Policy iteration often converges in surprisingly few iterations.

Value iteration

One drawback to policy iteration is that each of its iterations involves policy evaluation, which may itself be a protracted iterative computation requiring multiple sweeps through the state set. If policy evaluation is done iteratively, then convergence exactly to $v_\pi$ occurs only in the limit.

In fact, the policy evaluation step of policy iteration can be truncated in serveral ways without losing the convergence guarantees of policy iteration. One important special case is when policy evaluation is stopped after just one sweep (one update of each state). This algorithm is called value iteration. It can be written as a particularly simple udpate operation that combines the policy improvement and truncated policy evaluation steps:

$\begin{align} v_{k+1}(s) &\doteq \max_a \mathbb{E}[R_{t+1} + \gamma v_k(S_{t+1}) | S_t = s, A_t = a] \\ &= \max_a \sum_{s', r} p(s', r | s, a)[r + \gamma v_k(s')] \end{align}$

for all $s \in \mathcal{S}$ .

Another way of understanding value iteration is by reference to the Bellman optimality equation. Note that value iteration is obtained simply by turning the Bellman optimality equation into an update rule. Also note how the value iteration update is identical to the policy evaluation update except that it requires the maximum to be taken over all actions.

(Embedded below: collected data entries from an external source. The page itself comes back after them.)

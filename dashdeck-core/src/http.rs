//! Fetch client: transport seam, JSON decoding and error classification
//!
//! `Transport` moves bytes; `FetchClient` turns a response into JSON or an
//! [`Error`]. Production uses [`ReqwestTransport`]; tests script a fake.

use std::sync::Arc;
use std::time::Duration;

use async_trait::async_trait;
use serde::de::DeserializeOwned;
use serde_json::Value;

use crate::error::{Error, Result};

/// HTTP method used by the panels.
#[derive(Debug, Clone, Copy, PartialEq, Eq)]
pub enum Method {
    Get,
    Post,
}

/// A request ready to be sent by a [`Transport`].
#[derive(Debug, Clone, PartialEq)]
pub struct HttpRequest {
    pub method: Method,
    pub url: String,
    pub headers: Vec<(String, String)>,
    pub body: Option<Value>,
}

impl HttpRequest {
    pub fn get(url: impl Into<String>) -> Self {
        Self {
            method: Method::Get,
            url: url.into(),
            headers: Vec::new(),
            body: None,
        }
    }

    pub fn post(url: impl Into<String>, body: Value) -> Self {
        Self {
            method: Method::Post,
            url: url.into(),
            headers: vec![("Content-Type".into(), "application/json".into())],
            body: Some(body),
        }
    }

    pub fn header(mut self, name: impl Into<String>, value: impl Into<String>) -> Self {
        self.headers.push((name.into(), value.into()));
        self
    }
}

/// Raw status and body as received.
#[derive(Debug, Clone, PartialEq, Eq)]
pub struct HttpResponse {
    pub status: u16,
    pub body: String,
}

impl HttpResponse {
    pub fn new(status: u16, body: impl Into<String>) -> Self {
        Self {
            status,
            body: body.into(),
        }
    }

    pub fn is_success(&self) -> bool {
        (200..300).contains(&self.status)
    }

    /// Status 429 or any 5xx.
    pub fn is_retryable(&self) -> bool {
        self.status == 429 || self.status >= 500
    }

    /// Human-readable failure detail: `error.message` from the JSON body when
    /// present, otherwise the status code.
    pub fn error_detail(&self) -> String {
        serde_json::from_str::<Value>(&self.body)
            .ok()
            .and_then(|v| {
                v.pointer("/error/message")
                    .and_then(Value::as_str)
                    .map(str::to_owned)
            })
            .unwrap_or_else(|| format!("HTTP Error! Status code: {}", self.status))
    }
}

/// Sends one request. Only transport failures are errors here; any status
/// code comes back as a response.
#[async_trait]
pub trait Transport: Send + Sync {
    async fn send(&self, request: HttpRequest) -> Result<HttpResponse>;
}

/// `reqwest`-backed transport.
pub struct ReqwestTransport {
    http: reqwest::Client,
}

impl ReqwestTransport {
    pub fn new(timeout: Duration) -> Result<Self> {
        let http = reqwest::Client::builder()
            .timeout(timeout)
            .connect_timeout(Duration::from_secs(10))
            .build()
            .map_err(|e| Error::Network(format!("HTTP client build failed: {e}")))?;
        Ok(Self { http })
    }
}

#[async_trait]
impl Transport for ReqwestTransport {
    async fn send(&self, request: HttpRequest) -> Result<HttpResponse> {
        let mut builder = match request.method {
            Method::Get => self.http.get(&request.url),
            Method::Post => self.http.post(&request.url),
        };
        for (name, value) in &request.headers {
            builder = builder.header(name, value);
        }
        if let Some(body) = &request.body {
            builder = builder.json(body);
        }

        let response = builder.send().await?;
        let status = response.status().as_u16();
        let body = response.text().await?;
        tracing::debug!(status, bytes = body.len(), "response received");
        Ok(HttpResponse { status, body })
    }
}

/// Wrap `target` through a CORS relay: `proxy?url=<encoded target>`.
pub fn relay_url(proxy_base: &str, target: &str) -> String {
    format!("{}?url={}", proxy_base, urlencoding::encode(target))
}

/// Build `base?k=v&...` with every value percent-encoded.
pub fn with_query(base: &str, params: &[(&str, &str)]) -> String {
    if params.is_empty() {
        return base.to_string();
    }
    let query = params
        .iter()
        .map(|(k, v)| format!("{}={}", k, urlencoding::encode(v)))
        .collect::<Vec<_>>()
        .join("&");
    format!("{base}?{query}")
}

/// Classifies responses and decodes JSON bodies.
#[derive(Clone)]
pub struct FetchClient {
    transport: Arc<dyn Transport>,
}

impl FetchClient {
    pub fn new(transport: Arc<dyn Transport>) -> Self {
        Self { transport }
    }

    /// Send without classifying the status. Used by the retry policy.
    pub async fn send_raw(&self, request: HttpRequest) -> Result<HttpResponse> {
        self.transport.send(request).await
    }

    /// Send and decode a 2xx JSON body.
    pub async fn fetch_json(&self, request: HttpRequest) -> Result<Value> {
        let response = self.send_raw(request).await?;
        decode_success(&response)
    }

    /// Send and decode a 2xx body into a typed response.
    pub async fn fetch<T: DeserializeOwned>(&self, request: HttpRequest) -> Result<T> {
        let value = self.fetch_json(request).await?;
        parse_value(value)
    }
}

/// Turn a response into JSON, or `Http`/`Decode` errors.
pub fn decode_success(response: &HttpResponse) -> Result<Value> {
    if !response.is_success() {
        return Err(Error::Http {
            status: response.status,
            message: response.error_detail(),
        });
    }
    Ok(serde_json::from_str(&response.body)?)
}

/// Validate a JSON value against a typed response shape.
pub fn parse_value<T: DeserializeOwned>(value: Value) -> Result<T> {
    Ok(serde_json::from_value(value)?)
}


#[cfg(test)]
mod tests {
    use super::fake::ScriptedTransport;
    use super::*;

    #[test]
    fn test_relay_url_encodes_target() {
        let url = relay_url(
            "https://api.allorigins.win/raw",
            "https://www.twse.com.tw/exchangeReport/STOCK_DAY?response=json&date=20240101&stockNo=2330",
        );
        assert_eq!(
            url,
            "https://api.allorigins.win/raw?url=https%3A%2F%2Fwww.twse.com.tw%2FexchangeReport%2FSTOCK_DAY%3Fresponse%3Djson%26date%3D20240101%26stockNo%3D2330"
        );
    }

    #[test]
    fn test_with_query_encodes_values() {
        let url = with_query("https://x.test/a", &[("locationName", "臺北市"), ("format", "JSON")]);
        assert_eq!(
            url,
            "https://x.test/a?locationName=%E8%87%BA%E5%8C%97%E5%B8%82&format=JSON"
        );
        assert_eq!(with_query("https://x.test/a", &[]), "https://x.test/a");
    }

    #[test]
    fn test_error_detail_prefers_body_message() {
        let resp = HttpResponse::new(400, r#"{"error":{"code":400,"message":"API key not valid"}}"#);
        assert_eq!(resp.error_detail(), "API key not valid");

        let resp = HttpResponse::new(502, "<html>bad gateway</html>");
        assert_eq!(resp.error_detail(), "HTTP Error! Status code: 502");
    }

    #[test]
    fn test_retryable_statuses() {
        assert!(HttpResponse::new(429, "").is_retryable());
        assert!(HttpResponse::new(500, "").is_retryable());
        assert!(HttpResponse::new(503, "").is_retryable());
        assert!(!HttpResponse::new(404, "").is_retryable());
        assert!(!HttpResponse::new(200, "").is_retryable());
    }

    #[tokio::test]
    async fn test_fetch_json_success() {
        let transport = ScriptedTransport::ok(200, r#"{"stat":"OK"}"#);
        let client = FetchClient::new(transport.clone());

        let value = client.fetch_json(HttpRequest::get("https://x.test")).await.unwrap();
        assert_eq!(value["stat"], "OK");
        assert_eq!(transport.calls(), 1);
    }

    #[tokio::test]
    async fn test_fetch_json_http_error() {
        let transport = ScriptedTransport::ok(404, "not found");
        let client = FetchClient::new(transport);

        let err = client.fetch_json(HttpRequest::get("https://x.test")).await.unwrap_err();
        assert_eq!(
            err,
            Error::Http {
                status: 404,
                message: "HTTP Error! Status code: 404".into()
            }
        );
    }

    #[tokio::test]
    async fn test_fetch_json_decode_error() {
        let transport = ScriptedTransport::ok(200, "<html>");
        let client = FetchClient::new(transport);

        let err = client.fetch_json(HttpRequest::get("https://x.test")).await.unwrap_err();
        assert!(matches!(err, Error::Decode(_)));
    }

    #[tokio::test]
    async fn test_fetch_network_error_passes_through() {
        let transport = ScriptedTransport::new([Err(Error::Network("dns".into()))]);
        let client = FetchClient::new(transport);

        let err = client.fetch_json(HttpRequest::get("https://x.test")).await.unwrap_err();
        assert_eq!(err, Error::Network("dns".into()));
    }

    #[tokio::test]
    async fn test_fetch_typed_shape_mismatch_is_decode() {
        #[derive(serde::Deserialize, Debug)]
        #[allow(dead_code)]
        struct Shape {
            stat: String,
        }

        let transport = ScriptedTransport::ok(200, r#"{"stat": 5}"#);
        let client = FetchClient::new(transport);

        let err = client
            .fetch::<Shape>(HttpRequest::get("https://x.test"))
            .await
            .unwrap_err();
        assert!(matches!(err, Error::Decode(_)));
    }
}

$\begin{align} &\text{Initialize array } V \text{ arbitrarily (e.g., } V(s) = 0 \text{ for all } s \in \mathcal{S}^+ \text{)} \\ &\text{Repeat} \\ &\quad \Delta \leftarrow 0 \\ &\quad \text{For each } s \in \mathcal{S}: \\ &\qquad v \leftarrow V(s) \\ &\qquad V(s) \leftarrow \max_a \sum_{s', r} p(s', r | s, a)[r + \gamma V(s')] \\ &\qquad \Delta \leftarrow \max(\Delta, |v - V(s)|) \\ &\text{until } \Delta \lt \theta \text{ (a small positive number)} \\ &\text{Output a deterministic policy, } \pi \approx \pi_* \text{, such that} \\ &\quad \pi(s) = \arg\max_a \sum_{s', r} p(s', r | s, a)[r + \gamma V(s')] \end{align}$

Value iteration effectively combines, in each of its sweeps, one sweep of policy evaluation and one sweep of policy improvement.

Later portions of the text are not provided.